## Exercise material
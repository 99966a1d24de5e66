//! Embedded HTTP API server for tonedown.
//!
//! Provides a lightweight HTTP server (sync, via `tiny_http`) exposing the
//! JSON endpoints the console and one-shot commands consume: tone rewrites,
//! toxicity scans, email decoding, thread analysis, templates, stats, and
//! the chat coach.
//!
//! Launched via `tonedown serve` (default: `http://127.0.0.1:5000`).

pub mod handlers;
pub mod stats;

use std::io::{Cursor, Read};
use std::sync::Arc;

use anyhow::Result;
use colored::Colorize;
use tiny_http::{Header, Method, Response, Server, StatusCode};

use crate::config::ToneDownConfig;

use handlers::ServerState;

// ---------------------------------------------------------------------------
// Server entry point
// ---------------------------------------------------------------------------

/// Start the API server on the configured address.
///
/// Blocks the current thread. Handles requests sequentially (sufficient for
/// a local single-user assistant). Gracefully handles errors per-request
/// without crashing the server.
pub fn serve(config: ToneDownConfig) -> Result<()> {
    let bind = config.server.bind.clone();
    let server = Server::http(&bind)
        .map_err(|e| anyhow::anyhow!("failed to start HTTP server on {bind}: {e}"))?;

    let state = Arc::new(ServerState::new(config));

    println!("tonedown API listening at http://{bind}");
    if !state.llm.is_configured() {
        println!(
            "{}",
            format!(
                "warning: {} is not set, LLM endpoints will report errors until it is exported",
                state.config.llm.api_key_env
            )
            .yellow()
        );
    }
    println!("Press Ctrl+C to stop.\n");

    run(server, state);

    Ok(())
}

/// Accept loop, one request at a time.
///
/// Split from [`serve`] so tests can bind an ephemeral port and drive the
/// loop from a background thread.
pub fn run(server: Server, state: Arc<ServerState>) {
    for mut request in server.incoming_requests() {
        let method = request.method().clone();
        let url = request.url().to_string();

        // Read body up-front for methods that carry one
        let body = if matches!(method, Method::Put | Method::Post | Method::Patch) {
            let mut buf = String::new();
            let _ = request.as_reader().read_to_string(&mut buf);
            Some(buf)
        } else {
            None
        };

        let result = dispatch(&state, &method, &url, body.as_deref());

        match result {
            Ok(resp) => {
                let _ = request.respond(resp);
            }
            Err(e) => {
                let body = serde_json::json!({ "success": false, "error": e.to_string() })
                    .to_string();
                let resp = Response::from_data(body.into_bytes())
                    .with_header(content_type_json())
                    .with_status_code(StatusCode(500));
                let _ = request.respond(resp);
            }
        }

        // Brief access log
        println!(
            "{} {} {}",
            method,
            url,
            chrono::Local::now().format("%H:%M:%S")
        );
    }
}

// ---------------------------------------------------------------------------
// Router
// ---------------------------------------------------------------------------

/// Dispatch an incoming request to the appropriate handler.
fn dispatch(
    state: &ServerState,
    method: &Method,
    url: &str,
    body: Option<&str>,
) -> Result<Response<Cursor<Vec<u8>>>> {
    // Strip query string for path matching
    let path = url.split('?').next().unwrap_or(url);

    match (method, path) {
        (&Method::Post, "/adjust-tone") => handlers::adjust_tone(state, body),
        (&Method::Post, "/analyze-toxicity") => handlers::analyze_toxicity(body),
        (&Method::Post, "/decode-email") => handlers::decode_email(state, body),
        (&Method::Post, "/analyze-thread") => handlers::analyze_thread(state, body),
        (&Method::Post, "/chat") => handlers::chat(state, body),
        (&Method::Get, "/get-stats") => handlers::get_stats(state),
        (&Method::Get, p) if p.starts_with("/load-template/") => {
            let template_id = &p["/load-template/".len()..];
            handlers::load_template(template_id)
        }

        // 404
        _ => Ok(not_found()),
    }
}

// ---------------------------------------------------------------------------
// Response helpers
// ---------------------------------------------------------------------------

/// 404 response with the standard failure body.
fn not_found() -> Response<Cursor<Vec<u8>>> {
    let body = r#"{"success": false, "error": "Not found"}"#;
    Response::from_data(body.as_bytes().to_vec())
        .with_header(content_type_json())
        .with_status_code(StatusCode(404))
}

/// JSON content type header.
pub(crate) fn content_type_json() -> Header {
    Header::from_bytes("Content-Type", "application/json; charset=utf-8").unwrap()
}
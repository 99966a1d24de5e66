use std::cell::RefCell;
use std::rc::Rc;
use std::sync::Arc;
use std::thread;

use tiny_http::{Header, Response, Server};

use tonedown::app::{ChatEntry, EmailController, Panel, Surface};
use tonedown::client::ApiClient;
use tonedown::config::schema::ToneDownConfig;
use tonedown::protocol::{DecodeResponse, StatsResponse, TemplatePayload, ToxicityResponse};
use tonedown::server::{self, handlers::ServerState};

// ---------------------------------------------------------------------------
// Harness
// ---------------------------------------------------------------------------

/// Config that is deterministic on any machine: file logging off, and the
/// API key looked up in a variable that tests control.
fn test_config() -> ToneDownConfig {
    let mut config = ToneDownConfig::default();
    config.logging.enabled = false;
    config.llm.api_key_env = "TONEDOWN_TEST_ABSENT_KEY".to_string();
    config
}

/// Bind an ephemeral port, drive the request loop from a background
/// thread, and hand back the base URL.
fn spawn_server(config: ToneDownConfig) -> String {
    let server = Server::http("127.0.0.1:0").expect("bind test server");
    let port = server.server_addr().to_ip().expect("ip listener").port();
    let state = Arc::new(ServerState::new(config));
    thread::spawn(move || server::run(server, state));
    format!("http://127.0.0.1:{port}")
}

/// A stand-in for the completion API that always answers with the given
/// message content.
fn spawn_model_stub(content: &str) -> String {
    let server = Server::http("127.0.0.1:0").expect("bind stub model");
    let port = server.server_addr().to_ip().expect("ip listener").port();
    let content = content.to_string();
    thread::spawn(move || {
        for request in server.incoming_requests() {
            let body = serde_json::json!({
                "choices": [{"message": {"content": content}}]
            })
            .to_string();
            let response = Response::from_string(body).with_header(
                Header::from_bytes(&b"Content-Type"[..], &b"application/json"[..]).unwrap(),
            );
            let _ = request.respond(response);
        }
    });
    format!("http://127.0.0.1:{port}")
}

fn post(base: &str, path: &str, body: serde_json::Value) -> Result<ureq::Response, ureq::Error> {
    ureq::post(&format!("{base}{path}")).send_json(body)
}

fn get(base: &str, path: &str) -> Result<ureq::Response, ureq::Error> {
    ureq::get(&format!("{base}{path}")).call()
}

/// Unwrap an error-status reply into (status, parsed body).
fn error_body(result: Result<ureq::Response, ureq::Error>) -> (u16, serde_json::Value) {
    match result {
        Err(ureq::Error::Status(code, resp)) => {
            (code, resp.into_json().expect("error body is JSON"))
        }
        Ok(resp) => panic!("expected an error status, got {}", resp.status()),
        Err(other) => panic!("expected an error status, got {other}"),
    }
}

// ---------------------------------------------------------------------------
// Offline endpoints
// ---------------------------------------------------------------------------

#[test]
fn toxicity_endpoint_reports_exact_offsets() {
    let base = spawn_server(test_config());

    let resp = post(
        &base,
        "/analyze-toxicity",
        serde_json::json!({"email": "Per my last email, just checking in."}),
    )
    .unwrap();
    assert_eq!(resp.status(), 200);

    let body: serde_json::Value = resp.into_json().unwrap();
    assert_eq!(body["success"], serde_json::json!(true));
    assert_eq!(body["phrase_count"], serde_json::json!(2));
    assert_eq!(body["total_toxicity"], serde_json::json!(15));
    assert_eq!(body["toxicity_percent"], serde_json::json!(75));

    let highlights = body["highlights"].as_array().unwrap();
    assert_eq!(highlights[0]["phrase"], "per my last email");
    assert_eq!(highlights[0]["start"], 0);
    assert_eq!(highlights[0]["end"], 17);
    assert_eq!(highlights[1]["phrase"], "just checking in");
    assert_eq!(highlights[1]["start"], 19);
    assert_eq!(highlights[1]["end"], 35);
}

#[test]
fn validation_failures_return_400_with_the_message() {
    let base = spawn_server(test_config());

    let (code, body) = error_body(post(
        &base,
        "/adjust-tone",
        serde_json::json!({"email": "   "}),
    ));
    assert_eq!(code, 400);
    assert_eq!(body["success"], serde_json::json!(false));
    assert_eq!(body["error"], "Email required");

    let (code, body) = error_body(post(&base, "/analyze-thread", serde_json::json!({})));
    assert_eq!(code, 400);
    assert_eq!(body["error"], "Thread required");

    let (code, body) = error_body(post(&base, "/chat", serde_json::json!({"message": ""})));
    assert_eq!(code, 400);
    assert_eq!(body["error"], "Message required");
}

#[test]
fn template_endpoint_serves_the_catalog() {
    let base = spawn_server(test_config());

    let resp = get(&base, "/load-template/deadline_reminder").unwrap();
    assert_eq!(resp.status(), 200);
    let body: serde_json::Value = resp.into_json().unwrap();
    assert_eq!(body["success"], serde_json::json!(true));
    assert_eq!(body["template"]["name"], "Deadline Reminder");
    assert_eq!(
        body["template"]["angry"],
        "Where is the report? This was due yesterday. This is completely unacceptable."
    );

    let (code, body) = error_body(get(&base, "/load-template/never_heard_of_it"));
    assert_eq!(code, 404);
    assert_eq!(body["error"], "Template not found");
}

#[test]
fn stats_start_at_zero() {
    let base = spawn_server(test_config());

    let body: serde_json::Value = get(&base, "/get-stats").unwrap().into_json().unwrap();
    assert_eq!(body["success"], serde_json::json!(true));
    assert_eq!(body["emails_processed"], serde_json::json!(0));
    assert_eq!(body["toxicity_removed"], serde_json::json!(0));
    assert_eq!(body["most_used_tone"], "professional");
    assert_eq!(body["active_users"], serde_json::json!(1));
}

#[test]
fn unknown_paths_get_the_standard_404() {
    let base = spawn_server(test_config());

    let (code, body) = error_body(get(&base, "/totally-unknown"));
    assert_eq!(code, 404);
    assert_eq!(body["error"], "Not found");
}

#[test]
fn malformed_request_bodies_are_a_500() {
    let base = spawn_server(test_config());

    let result = ureq::post(&format!("{base}/adjust-tone"))
        .set("Content-Type", "application/json")
        .send_string("{definitely not json");
    let (code, body) = error_body(result);
    assert_eq!(code, 500);
    assert_eq!(body["success"], serde_json::json!(false));
}

#[test]
fn missing_api_key_is_reported_by_the_server() {
    let base = spawn_server(test_config());

    let (code, body) = error_body(post(
        &base,
        "/adjust-tone",
        serde_json::json!({"email": "WHERE IS THE REPORT?"}),
    ));
    assert_eq!(code, 500);
    assert_eq!(body["success"], serde_json::json!(false));
    assert_eq!(body["error"], "API key not configured");
}

// ---------------------------------------------------------------------------
// LLM endpoints against a stubbed model
// ---------------------------------------------------------------------------

#[test]
fn rewrite_round_trip_with_a_stubbed_model() {
    let model = spawn_model_stub("Hi, following up politely.");
    // Key lookup must succeed; from_config reads the variable at startup.
    unsafe { std::env::set_var("TONEDOWN_TEST_STUB_KEY", "test-key") };

    let mut config = test_config();
    config.llm.api_url = model;
    config.llm.api_key_env = "TONEDOWN_TEST_STUB_KEY".to_string();
    let base = spawn_server(config);

    let resp = post(
        &base,
        "/adjust-tone",
        serde_json::json!({"email": "WHERE IS THE REPORT?", "tone": "polite"}),
    )
    .unwrap();
    assert_eq!(resp.status(), 200);
    let body: serde_json::Value = resp.into_json().unwrap();
    assert_eq!(body["success"], serde_json::json!(true));
    assert_eq!(body["rewritten_email"], "Hi, following up politely.");

    // The successful rewrite bumps the in-memory counters.
    let stats: serde_json::Value = get(&base, "/get-stats").unwrap().into_json().unwrap();
    assert_eq!(stats["emails_processed"], serde_json::json!(1));
    assert_eq!(stats["most_used_tone"], "polite");
}

#[test]
fn decode_extracts_the_score_from_the_model_reply() {
    let model = spawn_model_stub(
        "Sounds calm, reads furious.\nPASSIVE-AGGRESSIVE SCORE: 7/10",
    );
    unsafe { std::env::set_var("TONEDOWN_TEST_STUB_KEY", "test-key") };

    let mut config = test_config();
    config.llm.api_url = model;
    config.llm.api_key_env = "TONEDOWN_TEST_STUB_KEY".to_string();
    let base = spawn_server(config);

    let body: serde_json::Value = post(
        &base,
        "/decode-email",
        serde_json::json!({"email": "Per my last email, thoughts?"}),
    )
    .unwrap()
    .into_json()
    .unwrap();

    assert_eq!(body["success"], serde_json::json!(true));
    assert_eq!(body["aggression_score"], serde_json::json!(7));
    assert!(body["analysis"]
        .as_str()
        .unwrap()
        .contains("reads furious"));
}

#[test]
fn chat_returns_the_model_reply_verbatim() {
    let model = spawn_model_stub("Try opening with appreciation.");
    unsafe { std::env::set_var("TONEDOWN_TEST_STUB_KEY", "test-key") };

    let mut config = test_config();
    config.llm.api_url = model;
    config.llm.api_key_env = "TONEDOWN_TEST_STUB_KEY".to_string();
    let base = spawn_server(config);

    let body: serde_json::Value = post(
        &base,
        "/chat",
        serde_json::json!({"message": "how do I sound less angry?", "current_email": ""}),
    )
    .unwrap()
    .into_json()
    .unwrap();

    assert_eq!(body["success"], serde_json::json!(true));
    assert_eq!(body["reply"], "Try opening with appreciation.");
}

// ---------------------------------------------------------------------------
// Controller against a live server
// ---------------------------------------------------------------------------

#[derive(Default, Clone)]
struct Recorder(Rc<RefCell<Vec<(String, String)>>>);

impl Recorder {
    fn events(&self) -> Vec<(String, String)> {
        self.0.borrow().clone()
    }

    fn tags(&self) -> Vec<String> {
        self.0.borrow().iter().map(|(tag, _)| tag.clone()).collect()
    }
}

struct RecordingSurface(Recorder);

impl RecordingSurface {
    fn push(&mut self, tag: &str, payload: impl ToString) {
        self.0.0.borrow_mut().push((tag.to_string(), payload.to_string()));
    }
}

impl Surface for RecordingSurface {
    fn panel_changed(&mut self, panel: Panel) {
        self.push("panel", panel);
    }
    fn loader(&mut self, on: bool) {
        self.push("loader", on);
    }
    fn validation_prompt(&mut self, prompt: &str) {
        self.push("validation", prompt);
    }
    fn app_error(&mut self, message: &str) {
        self.push("app_error", message);
    }
    fn transport_error(&mut self, message: &str) {
        self.push("transport_error", message);
    }
    fn rewrite_result(&mut self, text: &str) {
        self.push("rewrite", text);
    }
    fn toxicity_report(&mut self, email: &str, _response: &ToxicityResponse) {
        self.push("toxicity", email);
    }
    fn decode_result(&mut self, response: &DecodeResponse) {
        self.push("decode", response.aggression_score);
    }
    fn thread_result(&mut self, analysis: &str) {
        self.push("thread", analysis);
    }
    fn template_loaded(&mut self, template: &TemplatePayload) {
        self.push("template", &template.name);
    }
    fn stats(&mut self, stats: &StatsResponse) {
        self.push("stats", stats.emails_processed);
    }
    fn chat_entry(&mut self, entry: &ChatEntry) {
        self.push("chat", &entry.text);
    }
    fn chat_busy(&mut self, busy: bool) {
        self.push("chat_busy", busy);
    }
    fn note(&mut self, message: &str) {
        self.push("note", message);
    }
}

#[test]
fn empty_draft_never_reaches_the_wire() {
    // Nothing listens here; any request would come back as a transport
    // error, so a validation-only event log proves no request was sent.
    let mut config = ToneDownConfig::default();
    config.client.base_url = "http://127.0.0.1:9".to_string();
    config.client.timeout_secs = 1;

    let recorder = Recorder::default();
    let backend = ApiClient::from_config(&config.client);
    let mut controller =
        EmailController::new(backend, RecordingSurface(recorder.clone()), &config);

    controller.rewrite();

    assert_eq!(recorder.tags(), vec!["validation"]);
    assert_eq!(
        recorder.events()[0].1,
        "Please enter an email to rewrite"
    );
}

#[test]
fn controller_rewrite_flow_against_a_live_server() {
    let model = spawn_model_stub("Hi, following up politely.");
    unsafe { std::env::set_var("TONEDOWN_TEST_STUB_KEY", "test-key") };

    let mut server_config = test_config();
    server_config.llm.api_url = model;
    server_config.llm.api_key_env = "TONEDOWN_TEST_STUB_KEY".to_string();
    let base = spawn_server(server_config);

    let mut config = ToneDownConfig::default();
    config.client.base_url = base;

    let recorder = Recorder::default();
    let backend = ApiClient::from_config(&config.client);
    let mut controller =
        EmailController::new(backend, RecordingSurface(recorder.clone()), &config);

    controller.set_draft(Panel::Rewrite, "WHERE IS THE REPORT?");
    controller.rewrite();

    // Loader on, result rendered, stats refreshed, loader off.
    assert_eq!(recorder.tags(), vec!["loader", "rewrite", "stats", "loader"]);
    let events = recorder.events();
    assert_eq!(events[1].1, "Hi, following up politely.");
    assert_eq!(events[2].1, "1");
    assert_eq!(events[3].1, "false");
}
/// LLM integration — prompt building, completion calls, score extraction.
///
/// Four operations go through the LLM: tone rewrites, hidden-meaning
/// decoding, thread health analysis, and the chat coach. Each pairs a
/// template from [`prompts`] with a per-operation sampling temperature from
/// `[llm]` config, sent through [`client::LlmClient`].
///
/// The toxicity scanner deliberately does not live here: it is a fixed
/// pattern table and works with no model at all.
///
/// # Configuration
///
/// The upstream is any OpenAI-compatible completions API. The key is read
/// from the environment variable named by `[llm] api_key_env` (default
/// `GROQ_API_KEY`), never from a config file. With no key set, the server
/// still runs — LLM-backed endpoints report the failure per request.
pub mod client;
pub mod extract;
pub mod prompts;

pub use client::LlmClient;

## Task prompt
Among the entries above, the lines between the ones containing "struct Recorder(Rc<RefCell<Vec<(String, String)>>>);" and "fn push(&mut self, tag: &str, payload: impl", inclusive, are to be transcribed exactly. No other line is to be given.

## Output of the exercise
struct Recorder(Rc<RefCell<Vec<(String, String)>>>);

impl Recorder {
    fn events(&self) -> Vec<(String, String)> {
        self.0.borrow().clone()
    }

    fn tags(&self) -> Vec<String> {
        self.0.borrow().iter().map(|(tag, _)| tag.clone()).collect()
    }
}

struct RecordingSurface(Recorder);

impl RecordingSurface {
    fn push(&mut self, tag: &str, payload: impl ToString) {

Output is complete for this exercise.